_Data excerpts:_
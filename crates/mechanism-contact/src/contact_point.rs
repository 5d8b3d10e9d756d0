//! A contact point attached to a body, paired with the force law it evaluates under.

use crate::model::ContactModel;
use mechanism_model::BodyId;
use mechanism_spatial::scalar::Scalar;
use mechanism_spatial::Vector3;

/// A point fixed in `body`'s default frame, at `location`, evaluated under `model`
/// during each dynamics step.
pub struct ContactPoint<T: Scalar> {
    pub body: BodyId,
    pub location: Vector3<T>,
    pub model: Box<dyn ContactModel<T>>,
}

impl<T: Scalar> ContactPoint<T> {
    #[must_use]
    pub fn new(body: BodyId, location: Vector3<T>, model: Box<dyn ContactModel<T>>) -> Self {
        Self {
            body,
            location,
            model,
        }
    }

    #[must_use]
    pub fn state_size(&self) -> usize {
        self.model.state_size()
    }

    #[must_use]
    pub fn zero_state(&self) -> Vec<T> {
        self.model.zero_state()
    }
}
//! Frame-tagged spatial quantities: twists, spatial accelerations, wrenches and momenta.
//!
//! Each wraps the untagged [`SpatialVector`] with the three frame tags the data model
//! requires (body frame, base frame, expressed-in frame) and checks them on every
//! operation that composes two quantities, raising [`FrameMismatch`] on disagreement.
//! Each quantity gets its own type instead of reusing one alias for four different
//! things, so a twist can never be added to a wrench by accident.

use crate::errors::FrameMismatch;
use crate::frame::FrameId;
use crate::scalar::Scalar;
use crate::spatial::SpatialVector;
use crate::transform::Transform;

macro_rules! tagged_spatial_quantity {
    ($name:ident, $act:ident, $act_inv:ident) => {
        #[derive(Copy, Clone, Debug, PartialEq)]
        pub struct $name<T: Scalar> {
            body: FrameId,
            base: FrameId,
            expressed_in: FrameId,
            vector: SpatialVector<T>,
        }

        impl<T: Scalar> $name<T> {
            #[must_use]
            pub fn new(
                body: FrameId,
                base: FrameId,
                expressed_in: FrameId,
                vector: SpatialVector<T>,
            ) -> Self {
                Self {
                    body,
                    base,
                    expressed_in,
                    vector,
                }
            }

            #[must_use]
            pub fn zero(body: FrameId, base: FrameId, expressed_in: FrameId) -> Self {
                Self::new(body, base, expressed_in, SpatialVector::zero())
            }

            #[must_use]
            pub fn body(&self) -> FrameId {
                self.body
            }

            #[must_use]
            pub fn base(&self) -> FrameId {
                self.base
            }

            #[must_use]
            pub fn expressed_in(&self) -> FrameId {
                self.expressed_in
            }

            #[must_use]
            pub fn vector(&self) -> SpatialVector<T> {
                self.vector
            }

            /// Adds two quantities of the same body/base pair expressed in the same frame.
            ///
            /// # Errors
            /// Returns [`FrameMismatch`] if body, base, or expressed-in frames disagree.
            pub fn checked_add(&self, other: &Self) -> Result<Self, FrameMismatch> {
                self.require_same_tags("add", other)?;
                Ok(Self::new(self.body, self.base, self.expressed_in, self.vector + other.vector))
            }

            fn require_same_tags(&self, operation: &'static str, other: &Self) -> Result<(), FrameMismatch> {
                if self.expressed_in != other.expressed_in {
                    return Err(FrameMismatch {
                        operation,
                        expected: self.expressed_in,
                        got: other.expressed_in,
                    });
                }
                if self.body != other.body || self.base != other.base {
                    return Err(FrameMismatch {
                        operation,
                        expected: self.body,
                        got: other.body,
                    });
                }
                Ok(())
            }

            /// Re-expresses this quantity in `transform.after()`.
            ///
            /// # Errors
            /// Returns [`FrameMismatch`] if `transform.before() != self.expressed_in()`.
            pub fn transform_by(&self, transform: &Transform<T>) -> Result<Self, FrameMismatch> {
                if transform.before() != self.expressed_in {
                    return Err(FrameMismatch {
                        operation: concat!(stringify!($name), "::transform_by"),
                        expected: transform.before(),
                        got: self.expressed_in,
                    });
                }
                Ok(Self::new(
                    self.body,
                    self.base,
                    transform.after(),
                    transform.$act(&self.vector),
                ))
            }

            #[must_use]
            #[allow(dead_code)]
            fn transform_by_inverse(&self, transform: &Transform<T>) -> Self {
                Self::new(self.body, self.base, transform.before(), transform.$act_inv(&self.vector))
            }
        }
    };
}

tagged_spatial_quantity!(Twist, act_motion, act_motion_inv);
tagged_spatial_quantity!(SpatialAcceleration, act_motion, act_motion_inv);
tagged_spatial_quantity!(Wrench, act_force, act_force_inv);
tagged_spatial_quantity!(Momentum, act_force, act_force_inv);

#[cfg(test)]
mod tests {
    use super::*;
    use crate::rotation::Rotation3;
    use crate::vector3::Vector3;

    #[test]
    fn checked_add_rejects_differing_expressed_in() {
        let body = FrameId::new(1);
        let base = FrameId::new(0);
        let a = Twist::zero(body, base, FrameId::new(0));
        let b = Twist::zero(body, base, FrameId::new(1));
        assert!(a.checked_add(&b).is_err());
    }

    #[test]
    fn transform_by_rejects_frame_mismatch() {
        let twist = Twist::zero(FrameId::new(1), FrameId::new(0), FrameId::new(2));
        let transform = Transform::<f64>::identity(FrameId::new(0));
        assert!(twist.transform_by(&transform).is_err());
    }

    #[test]
    fn transform_by_moves_expressed_in_tag() {
        let before = FrameId::new(0);
        let after = FrameId::new(1);
        let transform = Transform::new(
            before,
            after,
            Rotation3::identity(),
            Vector3::new(1.0, 0.0, 0.0),
        );
        let twist = Twist::new(
            FrameId::new(2),
            FrameId::new(3),
            before,
            SpatialVector::zero(),
        );
        let moved = twist.transform_by(&transform).unwrap();
        assert_eq!(moved.expressed_in(), after);
    }
}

_How to complete this task:_ Your answer should be every entry above, repeated exactly.

_Solution for this task:_
filename crates/mechanism-contact/src/contact_point.rs
repository 5d8b3d10e9d756d0
//! A contact point attached to a body, paired with the force law it evaluates under.

use crate::model::ContactModel;
use mechanism_model::BodyId;
use mechanism_spatial::scalar::Scalar;
use mechanism_spatial::Vector3;

/// A point fixed in `body`'s default frame, at `location`, evaluated under `model`
/// during each dynamics step.
pub struct ContactPoint<T: Scalar> {
    pub body: BodyId,
    pub location: Vector3<T>,
    pub model: Box<dyn ContactModel<T>>,
}

impl<T: Scalar> ContactPoint<T> {
    #[must_use]
    pub fn new(body: BodyId, location: Vector3<T>, model: Box<dyn ContactModel<T>>) -> Self {
        Self {
            body,
            location,
            model,
        }
    }

    #[must_use]
    pub fn state_size(&self) -> usize {
        self.model.state_size()
    }

    #[must_use]
    pub fn zero_state(&self) -> Vec<T> {
        self.model.zero_state()
    }
}
//! Frame-tagged spatial quantities: twists, spatial accelerations, wrenches and momenta.
//!
//! Each wraps the untagged [`SpatialVector`] with the three frame tags the data model
//! requires (body frame, base frame, expressed-in frame) and checks them on every
//! operation that composes two quantities, raising [`FrameMismatch`] on disagreement.
//! Each quantity gets its own type instead of reusing one alias for four different
//! things, so a twist can never be added to a wrench by accident.

use crate::errors::FrameMismatch;
use crate::frame::FrameId;
use crate::scalar::Scalar;
use crate::spatial::SpatialVector;
use crate::transform::Transform;

macro_rules! tagged_spatial_quantity {
    ($name:ident, $act:ident, $act_inv:ident) => {
        #[derive(Copy, Clone, Debug, PartialEq)]
        pub struct $name<T: Scalar> {
            body: FrameId,
            base: FrameId,
            expressed_in: FrameId,
            vector: SpatialVector<T>,
        }

        impl<T: Scalar> $name<T> {
            #[must_use]
            pub fn new(
                body: FrameId,
                base: FrameId,
                expressed_in: FrameId,
                vector: SpatialVector<T>,
            ) -> Self {
                Self {
                    body,
                    base,
                    expressed_in,
                    vector,
                }
            }

            #[must_use]
            pub fn zero(body: FrameId, base: FrameId, expressed_in: FrameId) -> Self {
                Self::new(body, base, expressed_in, SpatialVector::zero())
            }

            #[must_use]
            pub fn body(&self) -> FrameId {
                self.body
            }

            #[must_use]
            pub fn base(&self) -> FrameId {
                self.base
            }

            #[must_use]
            pub fn expressed_in(&self) -> FrameId {
                self.expressed_in
            }

            #[must_use]
            pub fn vector(&self) -> SpatialVector<T> {
                self.vector
            }

            /// Adds two quantities of the same body/base pair expressed in the same frame.
            ///
            /// # Errors
            /// Returns [`FrameMismatch`] if body, base, or expressed-in frames disagree.
            pub fn checked_add(&self, other: &Self) -> Result<Self, FrameMismatch> {
                self.require_same_tags("add", other)?;
                Ok(Self::new(self.body, self.base, self.expressed_in, self.vector + other.vector))
            }

            fn require_same_tags(&self, operation: &'static str, other: &Self) -> Result<(), FrameMismatch> {
                if self.expressed_in != other.expressed_in {
                    return Err(FrameMismatch {
                        operation,
                        expected: self.expressed_in,
                        got: other.expressed_in,
                    });
                }
                if self.body != other.body || self.base != other.base {
                    return Err(FrameMismatch {
                        operation,
                        expected: self.body,
                        got: other.body,
                    });
                }
                Ok(())
            }

            /// Re-expresses this quantity in `transform.after()`.
            ///
            /// # Errors
            /// Returns [`FrameMismatch`] if `transform.before() != self.expressed_in()`.
            pub fn transform_by(&self, transform: &Transform<T>) -> Result<Self, FrameMismatch> {
                if transform.before() != self.expressed_in {
                    return Err(FrameMismatch {
                        operation: concat!(stringify!($name), "::transform_by"),
                        expected: transform.before(),
                        got: self.expressed_in,
                    });
                }
                Ok(Self::new(
                    self.body,
                    self.base,
                    transform.after(),
                    transform.$act(&self.vector),
                ))
            }

            #[must_use]
            #[allow(dead_code)]
            fn transform_by_inverse(&self, transform: &Transform<T>) -> Self {
                Self::new(self.body, self.base, transform.before(), transform.$act_inv(&self.vector))
            }
        }
    };
}

tagged_spatial_quantity!(Twist, act_motion, act_motion_inv);
tagged_spatial_quantity!(SpatialAcceleration, act_motion, act_motion_inv);
tagged_spatial_quantity!(Wrench, act_force, act_force_inv);
tagged_spatial_quantity!(Momentum, act_force, act_force_inv);

#[cfg(test)]
mod tests {
    use super::*;
    use crate::rotation::Rotation3;
    use crate::vector3::Vector3;

    #[test]
    fn checked_add_rejects_differing_expressed_in() {
        let body = FrameId::new(1);
        let base = FrameId::new(0);
        let a = Twist::zero(body, base, FrameId::new(0));
        let b = Twist::zero(body, base, FrameId::new(1));
        assert!(a.checked_add(&b).is_err());
    }

    #[test]
    fn transform_by_rejects_frame_mismatch() {
        let twist = Twist::zero(FrameId::new(1), FrameId::new(0), FrameId::new(2));
        let transform = Transform::<f64>::identity(FrameId::new(0));
        assert!(twist.transform_by(&transform).is_err());
    }

    #[test]
    fn transform_by_moves_expressed_in_tag() {
        let before = FrameId::new(0);
        let after = FrameId::new(1);
        let transform = Transform::new(
            before,
            after,
            Rotation3::identity(),
            Vector3::new(1.0, 0.0, 0.0),
        );
        let twist = Twist::new(
            FrameId::new(2),
            FrameId::new(3),
            before,
            SpatialVector::zero(),
        );
        let moved = twist.transform_by(&transform).unwrap();
        assert_eq!(moved.expressed_in(), after);
    }
}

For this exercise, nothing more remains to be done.